The original attempt came in May, when GameStop floated a $56 billion takeover proposal and got an early rejection. The latest statement suggests that was not enough to knock management off course, even though eBay’s market value is still roughly five times higher than GameStop’s. In plain English: the shopper is trying to buy the mall.
GameStop’s eBay takeover pitch
GameStop is leaning on improving results to make the idea sound less absurd. Its EBITDA reached $345.4 million in the last fiscal year, and it expects to top $600 million in the current one. That kind of progress is enough to excite shareholders, which helped lift the stock by more than 2% after U.S. trading closed.

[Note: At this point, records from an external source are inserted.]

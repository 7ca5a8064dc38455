pub mod patterns;

use crate::model::{Activity, Mood, MoodEntry, TimeOfDay, WeeklyInsight};
use crate::store::EntryStore;
use chrono::{Local, NaiveDate, Utc};

const MAX_TEXT_INSIGHTS: usize = 3;

// Moods counted as restful for the evening-peace sentence.
const EVENING_PEACE: [Mood; 3] = [Mood::Calm, Mood::Happy, Mood::Sad];

/// Computes the weekly report from the injected store. Always recomputed
/// fresh; nothing here is persisted.
pub fn weekly_insights(store: &EntryStore) -> WeeklyInsight {
    build_weekly_insights(
        &store.week_entries(),
        &store.mood_entries(),
        Local::now().date_naive(),
        Utc::now().timestamp_millis(),
    )
}

/// Pure composition over already-loaded collections, split out so tests can
/// pin the clock.
pub fn build_weekly_insights(
    week: &[MoodEntry],
    all: &[MoodEntry],
    today: NaiveDate,
    now_ms: i64,
) -> WeeklyInsight {
    let mood_counts = tally_moods(week);
    let dominant_mood = dominant_mood(&mood_counts);

    WeeklyInsight {
        dominant_mood,
        mood_counts,
        insights: free_text_insights(week, dominant_mood),
        patterns: patterns::detect_patterns(week, all, now_ms),
        streaks: patterns::streaks(all, today),
    }
}

/// Occurrence count per mood across the week, every mood present with a
/// zero default, in enumeration order.
fn tally_moods(week: &[MoodEntry]) -> Vec<(Mood, u32)> {
    Mood::ALL
        .into_iter()
        .map(|mood| {
            let count = week.iter().filter(|entry| entry.mood == mood).count() as u32;
            (mood, count)
        })
        .collect()
}

// Strictly-highest count wins; ties resolve to the earlier mood in the
// enumeration. All-zero weeks default to neutral.
fn dominant_mood(counts: &[(Mood, u32)]) -> Mood {
    let mut best = (Mood::Neutral, 0);
    for (mood, count) in counts {
        if *count > best.1 {
            best = (*mood, *count);
        }
    }
    best.0
}

/// Up to 3 free-text sentences, in fixed rule order: the dominant-mood
/// sentence always leads, then evening peace, heavy mornings, and
/// activity-correlation sentences in order of first appearance.
fn free_text_insights(week: &[MoodEntry], dominant: Mood) -> Vec<String> {
    let mut insights = vec![format!(
        "Your week has carried a mostly {} tone.",
        dominant.adjective()
    )];

    let evenings = week
        .iter()
        .filter(|entry| entry.time_of_day == TimeOfDay::Evening)
        .collect::<Vec<_>>();
    if !evenings.is_empty() {
        let peaceful = evenings
            .iter()
            .filter(|entry| EVENING_PEACE.contains(&entry.mood))
            .count();
        if peaceful * 2 > evenings.len() {
            insights.push("Evenings seem to bring you peace.".to_string());
        }
    }

    let mornings = week
        .iter()
        .filter(|entry| entry.time_of_day == TimeOfDay::Morning)
        .collect::<Vec<_>>();
    if !mornings.is_empty() {
        let tired = mornings
            .iter()
            .filter(|entry| entry.mood == Mood::Tired)
            .count();
        if tired * 2 > mornings.len() {
            insights.push("Mornings have been feeling heavy. A softer start might help.".to_string());
        }
    }

    for activity in activities_by_first_appearance(week) {
        let moods = week
            .iter()
            .filter(|entry| entry.activities.contains(&activity))
            .map(|entry| entry.mood)
            .collect::<Vec<_>>();
        let positive = moods.iter().filter(|mood| mood.is_positive()).count();
        if positive * 2 > moods.len() {
            insights.push(format!(
                "{} seems to lift your spirits.",
                activity.display_name()
            ));
        }
    }

    insights.truncate(MAX_TEXT_INSIGHTS);
    insights
}

fn activities_by_first_appearance(week: &[MoodEntry]) -> Vec<Activity> {
    let mut seen = Vec::new();
    for entry in week {
        for activity in &entry.activities {
            if !seen.contains(activity) {
                seen.push(*activity);
            }
        }
    }
    seen
}

#[cfg(test)]
mod tests {
    use super::{build_weekly_insights, dominant_mood, free_text_insights, tally_moods};
    use crate::model::{Activity, Mood, MoodEntry, TimeOfDay};
    use chrono::NaiveDate;
    use uuid::Uuid;

    const NOW: i64 = 1_700_000_000_000;

    fn entry(slot: TimeOfDay, mood: Mood) -> MoodEntry {
        MoodEntry {
            id: Uuid::new_v4(),
            date: today(),
            time_of_day: slot,
            mood,
            emotion_tag: None,
            note: None,
            activities: Vec::new(),
            energy_level: None,
            timestamp: NOW,
        }
    }

    fn with_activities(slot: TimeOfDay, mood: Mood, activities: &[Activity]) -> MoodEntry {
        let mut entry = entry(slot, mood);
        entry.activities = activities.to_vec();
        entry
    }

    fn today() -> NaiveDate {
        "2024-06-15".parse().expect("date")
    }

    #[test]
    fn tally_lists_all_moods_with_zero_defaults() {
        let counts = tally_moods(&[entry(TimeOfDay::Morning, Mood::Sad)]);
        assert_eq!(counts.len(), 8);
        assert_eq!(counts[7], (Mood::Sad, 1));
        assert_eq!(counts[0], (Mood::Happy, 0));
    }

    #[test]
    fn dominant_mood_tie_breaks_on_enumeration_order() {
        let week = [
            entry(TimeOfDay::Morning, Mood::Calm),
            entry(TimeOfDay::Afternoon, Mood::Happy),
            entry(TimeOfDay::Evening, Mood::Calm),
            entry(TimeOfDay::Morning, Mood::Happy),
        ];
        // happy and calm are tied at 2; happy is enumerated first.
        assert_eq!(dominant_mood(&tally_moods(&week)), Mood::Happy);
    }

    #[test]
    fn empty_week_defaults_to_neutral() {
        assert_eq!(dominant_mood(&tally_moods(&[])), Mood::Neutral);
    }

    #[test]
    fn dominant_sentence_always_leads() {
        let insights = free_text_insights(&[], Mood::Neutral);
        assert_eq!(insights.len(), 1);
        assert!(insights[0].contains("balanced"));
    }

    #[test]
    fn peaceful_evenings_are_noticed() {
        let week = [
            entry(TimeOfDay::Evening, Mood::Calm),
            entry(TimeOfDay::Evening, Mood::Sad),
            entry(TimeOfDay::Evening, Mood::Tired),
        ];
        let insights = free_text_insights(&week, Mood::Calm);
        assert!(insights.iter().any(|line| line.contains("Evenings")));
    }

    #[test]
    fn heavy_mornings_are_noticed() {
        let week = [
            entry(TimeOfDay::Morning, Mood::Tired),
            entry(TimeOfDay::Morning, Mood::Tired),
            entry(TimeOfDay::Morning, Mood::Happy),
        ];
        let insights = free_text_insights(&week, Mood::Tired);
        assert!(insights.iter().any(|line| line.contains("Mornings")));
    }

    #[test]
    fn uplifting_activities_are_noticed_in_first_appearance_order() {
        let week = [
            with_activities(TimeOfDay::Morning, Mood::Happy, &[Activity::Exercise]),
            with_activities(TimeOfDay::Afternoon, Mood::Excited, &[Activity::Exercise]),
            with_activities(TimeOfDay::Evening, Mood::Tired, &[Activity::Work]),
        ];
        let insights = free_text_insights(&week, Mood::Happy);
        assert!(insights.iter().any(|line| line.contains("Exercise")));
        assert!(!insights.iter().any(|line| line.contains("Work")));
    }

    #[test]
    fn insights_are_capped_at_three() {
        let week = [
            with_activities(TimeOfDay::Evening, Mood::Calm, &[Activity::Rest]),
            with_activities(TimeOfDay::Morning, Mood::Tired, &[Activity::Nature]),
            with_activities(TimeOfDay::Morning, Mood::Tired, &[]),
            with_activities(TimeOfDay::Afternoon, Mood::Happy, &[Activity::Rest, Activity::Nature]),
        ];
        let insights = free_text_insights(&week, Mood::Tired);
        assert_eq!(insights.len(), 3);
    }

    #[test]
    fn report_composes_counts_insights_and_streaks() {
        let week = vec![
            entry(TimeOfDay::Morning, Mood::Happy),
            entry(TimeOfDay::Afternoon, Mood::Happy),
            entry(TimeOfDay::Evening, Mood::Calm),
        ];
        let report = build_weekly_insights(&week, &week, today(), NOW);

        assert_eq!(report.dominant_mood, Mood::Happy);
        assert_eq!(report.mood_counts.iter().map(|(_, n)| n).sum::<u32>(), 3);
        assert!(!report.insights.is_empty());
        assert!(report.insights.len() <= 3);
        assert!(report.patterns.len() <= 4);
        // Three positive entries in a row qualifies as a mood streak.
        assert!(report.streaks.iter().any(|streak| streak.count == 3));
    }
}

Still, earnings growth is not the same thing as acquisition capacity. A company can be on a better trajectory and still face a very large question mark when the target is worth several times more and has already signaled resistance. The awkward part for GameStop is that it has promised more detail before and failed to deliver on schedule, which is rarely how you win over a skeptical market.
eBay has little incentive to smile politely
eBay has not publicly commented on the latest move, at least not by the time Reuters reported the story. That silence is easy to read: no seller likes being told to reconsider a price tag after already saying no once. If GameStop wants to change that, it will need either a far better offer or a story convincing enough to make eBay’s board think twice.
The next move is the real test
For now, the big question is whether those promised additional materials ever arrive and whether they contain substance or just more theater. If GameStop is serious, the numbers will have to do the talking. If not, this will end up looking like a bold bid that was always more useful for headlines than for closing a deal.